Design, synthesis and selection of DNA-encoded small-molecule libraries

• Published in: Nature Chemical Biology Vol. 5; no. 9; pp. 647 - 654
• Main Authors: Morgan, Barry A, Clark, Matthew A, Acharya, Raksha A, Arico-Muendel, Christopher C, Belyanskaya, Svetlana L, Benjamin, Dennis R, Carlson, Neil R, Centrella, Paolo A, Chiu, Cynthia H, Creaser, Steffen P, Cuozzo, John W, Davie, Christopher P, Ding, Yun, Franklin, G Joseph, Franzen, Kurt D, Gefter, Malcolm L, Hale, Steven P, Hansen, Nils J V, Israel, David I, Jiang, Jinwei, Kavarana, Malcolm J, Kelley, Michael S, Kollmann, Christopher S, Li, Fan, Lind, Kenneth, Mataruse, Sibongile, Medeiros, Patricia F, Messer, Jeffrey A, Myers, Paul, O'Keefe, Heather, Oliff, Matthew C, Rise, Cecil E, Satz, Alexander L, Skinner, Steven R, Svendsen, Jennifer L, Tang, Lujia, van Vloten, Kurt, Wagner, Richard W, Yao, Gang, Zhao, Baoguang
• Format: Journal Article
• Language: English
• Published: New York Nature Publishing Group US 01.09.2009; Nature Publishing Group
• Subjects: Animals; Aurora Kinases; Biochemical Engineering; Biochemistry; Biomedical research; Bioorganic Chemistry; Cell Biology; Chemistry; Chemistry and Materials Science; Chemistry/Food Science; Combinatorial Chemistry Techniques; Deoxyribonucleic acid; DNA; DNA - chemistry; DNA - genetics; Drug Design; Models, Molecular; Molecular biology; p38 Mitogen-Activated Protein Kinases - antagonists & inhibitors; Protein Kinase Inhibitors - chemical synthesis; Protein Kinase Inhibitors - chemistry; Protein Kinase Inhibitors - pharmacology; Protein-Serine-Threonine Kinases - antagonists & inhibitors; Proteins; Small Molecule Libraries - chemical synthesis; Small Molecule Libraries - chemistry; Small Molecule Libraries - pharmacology
• ISSN: 1552-4450; 1548-7105; 1552-4469
• DOI: 10.1038/nchembio.211

Biochemical combinatorial techniques such as phage display, RNA display and oligonucleotide aptamers have proven to be reliable methods for generation of ligands to protein targets. Adapting these techniques to small synthetic molecules has been a long-sought goal.

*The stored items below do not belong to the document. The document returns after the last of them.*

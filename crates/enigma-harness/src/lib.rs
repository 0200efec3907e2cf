//! Test harness for the Enigma cipher core.
//!
//! # Model-Based Testing
//!
//! The `model` module provides a reference machine that works over plain
//! characters. Operations are applied to both the model and the real
//! [`enigma_core::Machine`] (through [`RealMachine`]), and their observable
//! states are compared.
//!
//! # Seeded Configurations
//!
//! [`ConfigGenerator`] produces reproducible machine configurations and
//! messages from a `u64` seed, so a failing case can be replayed exactly.

#![forbid(unsafe_code)]
#![warn(missing_docs)]

pub mod generator;
pub mod model;
pub mod real;

pub use generator::ConfigGenerator;
pub use model::{
    ModelMachine, ModelPlugboard, ModelRotor, ObservableState, Operation, OperationError,
    OperationResult, SmallPlugboard,
};
pub use real::RealMachine;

We report the synthesis and interrogation of an 800-million-member DNA-encoded library in which small molecules are covalently attached to an encoding oligonucleotide. The library was assembled by a combination of chemical and enzymatic synthesis, and interrogated by affinity selection. We describe methods for the selection and deconvolution of the chemical display library, and the discovery of inhibitors for two enzymes: Aurora A kinase and p38 MAP kinase.